Each third layer of the plurality of third layers 324 may be the same size, shape, and/or may be made of the same material as the first layer 306. Alternatively, one or more third layer of the plurality of third layers 324 may have a different size, shape, and/or may be made of a different material as the first layer 306. The plurality of third layers 324 may be physically connected to each other in any number of ways including, for example, with a thermal adhesive, one or more welds, screws, nut/bolt combinations, and/or other connectors.

The first layer 306 may have any number of thicknesses. For example, the first layer 306 has a thickness that matches a total thickness of the first layer 306 and the four third layers 324 shown in FIG. 3 combined, and the thermal management device 200 does not include any third layers 324. In another example, the first layer 306 is thinner and matches the thickness of each third layer of the plurality of third layers 324 included within the thermal management device 200. Other configurations may be provided.

The second layer 308 includes the adjustable parts 202. In the example shown in FIG. 3, the second layer 306 includes openings 326 extending between the first side 316 and the second side 318 of the second layer 308, and the adjustable parts 202 are positioned within the openings 326, respectively. The adjustable parts 202 may be attached to walls 328 that define the openings 326, respectively.

In the example shown in FIG. 3, a portion 329 of the second layer 308 outside of the adjustable parts 202 is a solid piece of material.

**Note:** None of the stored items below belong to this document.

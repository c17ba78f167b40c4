//! Voice registry with locale resolution.
//!
//! [`Voices`] holds a list of linked voices, searched in insertion order, and
//! one fallback voice backed by a [`VoiceCatalog`] of installed voice files.
//! A request for a `(language, country, variant)` [`Locale`] is matched
//! against both and the most specific voice becomes current:
//!
//! ```no_run
//! use flitevox_voices::{LibraryRegistrar, Locale, Voices, VoicesConfig};
//!
//! let mut voices = Voices::from_config(VoicesConfig::default());
//! voices
//!     .add_linked_voice(Locale::new("eng", "USA", "slt"), LibraryRegistrar::new("lib/slt.so"))
//!     .unwrap();
//!
//! let voice = voices.resolve(&Locale::new("eng", "GBR", "")).unwrap();
//! println!("{:?} voice at {} Hz", voice.kind(), voice.sample_rate());
//! ```
//!
//! A fallback hit may be approximate: the catalog's first country or variant
//! for the language is substituted. [`VoiceDescriptor::locale`] reports the
//! request, [`VoiceDescriptor::resolved_locale`] what was loaded.

mod catalog;
mod descriptor;
mod error;
mod locale;
mod voices;

pub use catalog::{DirCatalog, MemoryCatalog, VoiceCatalog, CATALOG_SUBDIR, DEFAULT_VOICE_SUFFIX};
pub use descriptor::{
    FallbackVoice, FnRegistrar, LibraryRegistrar, LinkedVoice, PluginLoader, VoiceDescriptor, VoiceKind,
    VoiceLoader, VoiceRegistrar, VoiceSummary, DEFAULT_SAMPLE_RATE,
};
pub use error::VoiceError;
pub use locale::{Locale, LocaleSupport};
pub use voices::{RegistrationMode, VoiceSlot, Voices, VoicesConfig, DEFAULT_CAPACITY, DEFAULT_VOXDIR};

#[cfg(test)]
mod tests;
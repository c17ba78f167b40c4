//! Voice plugin inspection.

use std::path::PathBuf;

use clap::Args;
use flitevox_driver::DriverHandle;

use super::output;
use crate::Cli;

/// Open a voice plugin and print its metadata.
#[derive(Args)]
pub struct InfoCommand {
    /// Path to the voice plugin
    library: PathBuf,
}

impl InfoCommand {
    pub fn run(&self, cli: &Cli) -> anyhow::Result<()> {
        let mut driver = DriverHandle::open(&self.library)?;
        let result = serde_json::json!({
            "library": self.library,
            "info": driver.info(),
        });
        driver.release();
        output(cli).write(&result)
    }
}
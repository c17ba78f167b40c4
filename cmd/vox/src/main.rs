//! vox - A command line interface for flitevox voices.

use clap::{Parser, Subcommand};
use tracing_subscriber::EnvFilter;

mod commands;

use commands::{ConfigCommand, InfoCommand, ListCommand, ResolveCommand, SpeakCommand, SupportCommand};

/// vox - A command line interface for flitevox voices.
///
/// This tool resolves locales against the configured voices and drives
/// voice plugins:
///   - Locale support queries and resolution
///   - Phoneme synthesis to raw PCM
///   - Voice plugin inspection
///
/// Configuration is stored in ~/.flitevox/vox/config.yaml
#[derive(Parser)]
#[command(name = "vox")]
#[command(about = "flitevox voice CLI tool")]
#[command(version)]
pub struct Cli {
    /// Config file (default is ~/.flitevox/vox/config.yaml)
    #[arg(long, global = true)]
    pub config: Option<String>,

    /// Output file (default: stdout)
    #[arg(short = 'o', long, global = true)]
    pub output: Option<String>,

    /// Output as JSON (for piping)
    #[arg(long, global = true)]
    pub json: bool,

    /// Verbose output
    #[arg(short = 'v', long, global = true)]
    pub verbose: bool,

    #[command(subcommand)]
    pub command: Commands,
}

#[derive(Subcommand)]
pub enum Commands {
    /// Manage CLI configuration
    Config(ConfigCommand),
    /// Show how well a locale is supported
    Support(SupportCommand),
    /// Resolve a locale to a voice
    Resolve(ResolveCommand),
    /// Synthesize phonemes with the voice for a locale
    Speak(SpeakCommand),
    /// Inspect a voice plugin
    Info(InfoCommand),
    /// List configured linked voices
    List(ListCommand),
}

fn main() -> anyhow::Result<()> {
    let cli = Cli::parse();

    // Setup logging
    let level = if cli.verbose { "debug" } else { "warn" };
    tracing_subscriber::fmt()
        .with_env_filter(EnvFilter::try_from_default_env().unwrap_or_else(|_| EnvFilter::new(level)))
        .with_target(false)
        .with_writer(std::io::stderr)
        .init();

    match &cli.command {
        Commands::Config(cmd) => cmd.run(&cli),
        Commands::Support(cmd) => cmd.run(&cli),
        Commands::Resolve(cmd) => cmd.run(&cli),
        Commands::Speak(cmd) => cmd.run(&cli),
        Commands::Info(cmd) => cmd.run(&cli),
        Commands::List(cmd) => cmd.run(&cli),
    }
}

The portion 329 of the second layer 308 may be made of any number of thermally conductive materials including, for example, copper, titanium, aluminum, graphite, graphene, or another thermally conductive material. An outer perimeter of the portion 329 of the second layer 308 may be sized and/or shaped to match the size and/or shape of the first layer 306, respectively. In other examples, the outer perimeter of the second 308 layer is smaller or larger than the first layer 306 and/or is a different shape than the first layer 306. Other types of heat spreaders may be used as the portion 329 of the second layer 308 of the thermal management device 200. For example, the portion 329 of the second layer 308 may be a heat pipe, a vapor chamber, or may not be a solid piece of material but include hollow portions. Other configurations may be provided.

FIG. 4 shows a detailed view of an example of an adjustable part 202 of the thermal management device 200 in the activated state (e.g., the first state), FIG. 5 shows a detailed view of an example of the adjustable part 202 of the thermal management device 200 in the deactivated state (e.g., the second state). The examples shown in FIGS. 4 and 5 may rotate between the activated state and the deactivated state in different ways. As shown in FIGS. 4 and 5, the adjustable part 202 includes a housing 400, a plurality of adjustable thermal conductors 402, and one or more shafts 404. The one or more shafts 404 are supported by the housing 400, and the plurality of adjustable thermal conductors 402 are supported by the one or more shafts 404.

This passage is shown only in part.